Dari data dihimpun beritaglobal.net, dari berbagai sumber, masyarakat setempat membenarkan kalau ada 4 desa yang warganya takut untuk menjual atau membuat rumah makan atau bahkan warung kelontong yang menjual beras ataupun produk makanan dari bahan baku beras.
Hal ini, seperti diungkapkan pula oleh Imam Reja (77), yang merupakan kuncen makam wali Mahdum Cahyana, sekaligus sebagai tokoh adat setempat.
“Pada jaman dahulu ada seorang wali keturunan dari sunan Bonang dan juga seorang wali pernah singgah di wilayah ini dan merupakan seorang ahli di bidang pertanian dan sukses dengan hasil padi yang sangat melimpah. Wali tersebut bersabda ‘kenapa harus menjual nasi karena nasi adalah simbul dari kehidupan/kebutuhan dasar,” kisah Imam Reja.
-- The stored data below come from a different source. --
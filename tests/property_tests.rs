// SPDX-FileCopyrightText: 2026 ArcheBase
//
// SPDX-License-Identifier: MulanPSL-2.0

//! Property-based round-trip tests over randomly generated valid models.

mod common;

use proptest::prelude::*;

use radiocodec::encoding::{compact, container};
use radiocodec::frames::{PolarisationFrame, ReceptorFrame};
use radiocodec::io::options::WriterBuilder;
use radiocodec::model::constructors::{
    configuration, direction, flag_table_for, gain_table, grid_data, image, sky_component,
    visibility, ConfigurationParams, GainTableParams, GridDataParams, ImageParams,
    SkyComponentParams, VisibilityParams,
};
use radiocodec::model::Tolerance;
use radiocodec::{
    decode_compact, decode_container, ArrayData, AttrValue, Attributes, Complex64, Model,
    WriterConfig,
};

// ============================================================================
// Strategies
// ============================================================================

fn attr_value() -> impl Strategy<Value = AttrValue> {
    let leaf = prop_oneof![
        any::<bool>().prop_map(AttrValue::Bool),
        any::<i64>().prop_map(AttrValue::Int),
        any::<f64>().prop_map(AttrValue::Float),
        "\\PC{0,12}".prop_map(AttrValue::String),
        prop::collection::vec(any::<f64>(), 0..6)
            .prop_map(|v| AttrValue::Array(ArrayData::vector(v))),
    ];
    leaf.prop_recursive(3, 24, 4, |inner| {
        prop_oneof![
            prop::collection::vec(inner.clone(), 0..4).prop_map(AttrValue::List),
            prop::collection::btree_map("[a-z_]{1,8}", inner, 0..4).prop_map(AttrValue::Map),
        ]
    })
}

/// User attributes, prefixed so they never collide with schema attributes.
fn user_attrs() -> impl Strategy<Value = Attributes> {
    prop::collection::btree_map("[a-z]{1,6}", attr_value(), 0..4).prop_map(|attrs| {
        attrs
            .into_iter()
            .map(|(k, v)| (format!("user_{k}"), v))
            .collect()
    })
}

fn polarisation_frame() -> impl Strategy<Value = PolarisationFrame> {
    prop::sample::select(PolarisationFrame::ALL.to_vec())
}

fn finite() -> impl Strategy<Value = f64> {
    -1e12..1e12f64
}

fn sorted_axis(len: std::ops::Range<usize>, start: f64, step: f64) -> impl Strategy<Value = Vec<f64>> {
    len.prop_map(move |n| (0..n).map(|i| start + step * i as f64).collect())
}

fn with_user_attrs(model: Model, attrs: Attributes) -> Model {
    model.into_parts().attributes(attrs).build().unwrap()
}

fn visibility_model() -> impl Strategy<Value = Model> {
    (
        1usize..4,
        sorted_axis(1..4, 4.5e9, 10.0),
        sorted_axis(1..4, 1.0e8, 1.0e6),
        polarisation_frame(),
    )
        .prop_flat_map(|(nant, times, freqs, frame)| {
            let nbl = nant * (nant + 1) / 2;
            let n = times.len() * nbl * freqs.len() * frame.npol();
            (
                Just((nant, times, freqs, frame)),
                prop::collection::vec((finite(), finite()), n),
                user_attrs(),
            )
        })
        .prop_map(|((nant, times, freqs, frame), values, attrs)| {
            let config = configuration(&ConfigurationParams::example(nant)).unwrap();
            let shape = [times.len(), nant * (nant + 1) / 2, freqs.len(), frame.npol()];
            let mut params = VisibilityParams::new(config, times, freqs, frame);
            let values = values
                .into_iter()
                .map(|(re, im)| Complex64::new(re, im))
                .collect::<Vec<_>>();
            params.vis = Some(ArrayData::from_shape_vec(&shape, values).unwrap());
            with_user_attrs(visibility(params).unwrap(), attrs)
        })
}

fn image_model() -> impl Strategy<Value = Model> {
    (1usize..3, polarisation_frame(), 1usize..6, 1usize..6)
        .prop_flat_map(|(nchan, frame, ny, nx)| {
            let n = nchan * frame.npol() * ny * nx;
            (
                Just((nchan, frame, ny, nx)),
                prop::collection::vec(any::<f64>(), n),
                user_attrs(),
            )
        })
        .prop_map(|((nchan, frame, ny, nx), pixels, attrs)| {
            let model = image(ImageParams {
                frequencies: (0..nchan).map(|i| 1.0e8 + 1.0e6 * i as f64).collect(),
                polarisation_frame: frame,
                ny,
                nx,
                cellsize: 0.001,
                phasecentre: (30.0, -60.0),
                pixels: Some(
                    ArrayData::from_shape_vec(&[nchan, frame.npol(), ny, nx], pixels).unwrap(),
                ),
                clean_beam: None,
            })
            .unwrap();
            with_user_attrs(model, attrs)
        })
}

fn gain_table_model() -> impl Strategy<Value = Model> {
    (
        sorted_axis(1..4, 0.0, 30.0),
        1usize..4,
        prop::sample::select(vec![ReceptorFrame::Linear, ReceptorFrame::Circular]),
        "[A-Z]{1,2}",
    )
        .prop_map(|(times, nants, receptor_frame, jones_type)| {
            gain_table(GainTableParams {
                interval: vec![30.0; times.len()],
                times,
                nants,
                frequencies: vec![1.0e8],
                receptor_frame,
                phasecentre: direction(0.0, -30.0),
                jones_type,
                gain: None,
                configuration: Some(configuration(&ConfigurationParams::example(nants)).unwrap()),
            })
            .unwrap()
        })
}

fn grid_data_model() -> impl Strategy<Value = Model> {
    (1usize..3, polarisation_frame(), 1usize..5, 1usize..5)
        .prop_flat_map(|(nchan, frame, nv, nu)| {
            let n = nchan * frame.npol() * nv * nu;
            (
                Just((nchan, frame, nv, nu)),
                prop::collection::vec((finite(), finite()), n),
                user_attrs(),
            )
        })
        .prop_map(|((nchan, frame, nv, nu), values, attrs)| {
            let pixels = values
                .into_iter()
                .map(|(re, im)| Complex64::new(re, im))
                .collect::<Vec<_>>();
            let model = grid_data(GridDataParams {
                frequencies: (0..nchan).map(|i| 1.0e8 + 1.0e6 * i as f64).collect(),
                polarisation_frame: frame,
                nv,
                nu,
                cellsize: 5.0,
                pixels: Some(
                    ArrayData::from_shape_vec(&[nchan, frame.npol(), nv, nu], pixels).unwrap(),
                ),
            })
            .unwrap();
            with_user_attrs(model, attrs)
        })
}

fn sky_component_model() -> impl Strategy<Value = Model> {
    (
        "\\PC{1,10}",
        0.0..360.0f64,
        -90.0..90.0f64,
        sorted_axis(1..4, 1.0e8, 2.0e6),
        polarisation_frame(),
        prop::sample::select(vec!["Point", "Gaussian", "Disk"]),
        prop::option::of(user_attrs()),
    )
        .prop_flat_map(|(name, ra, dec, freqs, frame, shape, params)| {
            let n = freqs.len() * frame.npol();
            (
                Just((name, ra, dec, freqs, frame, shape, params)),
                prop::collection::vec(any::<f64>(), n),
            )
        })
        .prop_map(|((name, ra, dec, frequencies, frame, shape, params), flux)| {
            sky_component(SkyComponentParams {
                name,
                direction: direction(ra, dec),
                frequencies,
                polarisation_frame: frame,
                flux,
                shape: shape.to_string(),
                params,
            })
            .unwrap()
        })
}

fn configuration_model() -> impl Strategy<Value = Model> {
    (1usize..6)
        .prop_flat_map(|nant| {
            (
                prop::collection::vec("\\PC{0,8}", nant),
                prop::collection::vec((finite(), finite(), finite()), nant),
                prop::collection::vec(1.0..100.0f64, nant),
                prop::option::of(prop::collection::vec("\\PC{0,6}", nant)),
            )
        })
        .prop_map(|(names, xyz, diameter, stations)| {
            let mut params = ConfigurationParams::example(names.len());
            params.xyz = xyz.into_iter().map(|(x, y, z)| [x, y, z]).collect();
            params.names = names;
            params.diameter = diameter;
            params.stations = stations;
            configuration(&params).unwrap()
        })
}

fn flag_table_model() -> impl Strategy<Value = Model> {
    visibility_model().prop_map(|vis| flag_table_for(&vis).unwrap())
}

fn any_model() -> impl Strategy<Value = Model> {
    prop_oneof![
        visibility_model(),
        image_model(),
        grid_data_model(),
        sky_component_model(),
        configuration_model(),
        gain_table_model(),
        flag_table_model(),
    ]
}

// ============================================================================
// Properties
// ============================================================================

proptest! {
    #![proptest_config(ProptestConfig::with_cases(48))]

    #[test]
    fn prop_container_round_trip(model in any_model()) {
        let bytes = container::encode_model(&model, &WriterConfig::default()).unwrap();
        let decoded = decode_container(&bytes).unwrap();
        prop_assert_eq!(model.first_difference(&decoded, Tolerance::EXACT), None);
    }

    #[test]
    fn prop_container_zstd_round_trip(model in any_model(), level in 1i32..10) {
        let writer = WriterBuilder::new().zstd(level).build().unwrap();
        let bytes = container::encode_model(&model, &writer).unwrap();
        let decoded = decode_container(&bytes).unwrap();
        prop_assert_eq!(model.first_difference(&decoded, Tolerance::EXACT), None);
    }

    #[test]
    fn prop_compact_round_trip(model in any_model()) {
        let bytes = compact::encode_model(&model).unwrap();
        let decoded = decode_compact(&bytes).unwrap();
        prop_assert_eq!(model.first_difference(&decoded, Tolerance::EXACT), None);
        prop_assert_eq!(decoded.dims_order(), model.dims_order());
    }

    #[test]
    fn prop_encoding_is_deterministic(model in any_model()) {
        let first = compact::encode_model(&model).unwrap();
        let second = compact::encode_model(&model.clone()).unwrap();
        prop_assert_eq!(first, second);
    }

    #[test]
    fn prop_garbage_never_panics(bytes in prop::collection::vec(any::<u8>(), 0..256)) {
        let _ = decode_compact(&bytes);
        let _ = decode_container(&bytes);
    }
}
“Makanan sangat melimpah disini, kenapa harus di jual? Alangkah lebih baiknya kita sedekahkan saja buat yang membutuhkan, dan dari sisi ekonomi supaya tidak terjadi kapitalisme dan penimbunan. Maka dari wejangan tersebut masyarakat 4 desa sepakat untuk tidak menjual nasi, selain nasi juga tidak boleh menjual sirih dan suluh ‘kayu bakar’ karena yang namanya suluh buat membakar itu pada jaman dahulu di simbolkan dengan provokasi/angkara murka atau perpecahan,” terangnya.
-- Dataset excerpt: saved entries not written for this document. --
// SPDX-FileCopyrightText: 2026 ArcheBase
//
// SPDX-License-Identifier: MulanPSL-2.0

//! # Radiocodec
//!
//! Physically-annotated radio-interferometry data models with lossless
//! round-trip serialization.
//!
//! A model is a labeled bundle of N-dimensional arrays: named coordinate
//! axes, data variables over those axes, and a nested attribute mapping
//! (units, frames, phase centres, WCS). Two wire formats carry it:
//! - **Container** (`.rdc`) - hierarchical groups/datasets/attributes, see
//!   [`encoding::container`]
//! - **Compact** (`.rdm`) - a self-describing binary map, see
//!   [`encoding::compact`]
//!
//! ## Architecture
//!
//! - `core/` - Errors, arrays, attribute values, model kinds
//! - `frames/` - Coordinate frame registry (polarisation, receptors, axes)
//! - `model/` - Schema descriptors, validated [`Model`], typed constructors
//! - `encoding/` - Wire codecs
//! - `io/` - File entry points, reader/writer options, format detection
//!
//! ## Example: Round-tripping a visibility
//!
//! ```rust,no_run
//! # fn main() -> Result<(), Box<dyn std::error::Error>> {
//! use radiocodec::frames::PolarisationFrame;
//! use radiocodec::model::constructors::{
//!     configuration, visibility, ConfigurationParams, VisibilityParams,
//! };
//!
//! let config = configuration(&ConfigurationParams::example(4))?;
//! let vis = visibility(VisibilityParams::new(
//!     config,
//!     vec![0.0, 10.0],
//!     vec![1.0e8, 1.1e8],
//!     PolarisationFrame::Linear,
//! ))?;
//!
//! radiocodec::io::export_model("vis.rdc", &vis)?;
//! assert_eq!(radiocodec::io::import_model("vis.rdc")?, vis);
//!
//! let bytes = radiocodec::encoding::compact::encode_model(&vis)?;
//! let back = radiocodec::decode_compact(&bytes)?;
//! assert_eq!(back, vis);
//! # Ok(())
//! # }
//! ```

// Core types
pub mod core;

// Re-export core types for convenience
pub use core::{
    ArrayData, AttrValue, Attributes, CodecError, Complex32, Complex64, DType, ModelKind, Result,
};

// Coordinate frames
pub mod frames;

// Data models
pub mod model;

pub use model::sky::SkyModel;
pub use model::{Coordinate, DataVariable, Model, ModelParts, ModelRegistry, Tolerance};

// Wire codecs
pub mod encoding;

pub use encoding::WireFormat;

// File I/O
pub mod io;

pub use io::options::{CodecConfig, ReaderConfig, WriterConfig};

/// Decode a compact payload with default settings and the standard registry.
pub fn decode_compact(bytes: &[u8]) -> Result<Model> {
    encoding::compact::decode_model(bytes, &ReaderConfig::default(), ModelRegistry::standard())
}

/// Decode a single-model container payload with default settings.
pub fn decode_container(bytes: &[u8]) -> Result<Model> {
    encoding::container::decode_model(bytes, &ReaderConfig::default(), ModelRegistry::standard())
}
Cerita Imam Reja, dipertegas oleh Kepala Desa Grantung, Karyono (41), Kepala Desa Tajug Kuswoyo (60) dan Suwanto Hadinata selaku Kepala Desa Rajawana
“Benar adanya bahwa ada 4 desa yang masyarakat percaya untuk tidak menjual nasi atau bahkan punya warung makan. Ini bukan aturan baku yang tertulis akan tetapi sudah menjadi budaya yang turun temurun dari nenek moyang. Kalau ada yang melanggar menurut keyakinan nenek moyang dahulu bakalan kuwalat, seperti ditimpa penyakit yang tak kunjung sembuh dan kehidupan yang sengsara dan tak pernah cukup,” ungkap Karyono saat ditemui beritaglobal.net, belum lama ini.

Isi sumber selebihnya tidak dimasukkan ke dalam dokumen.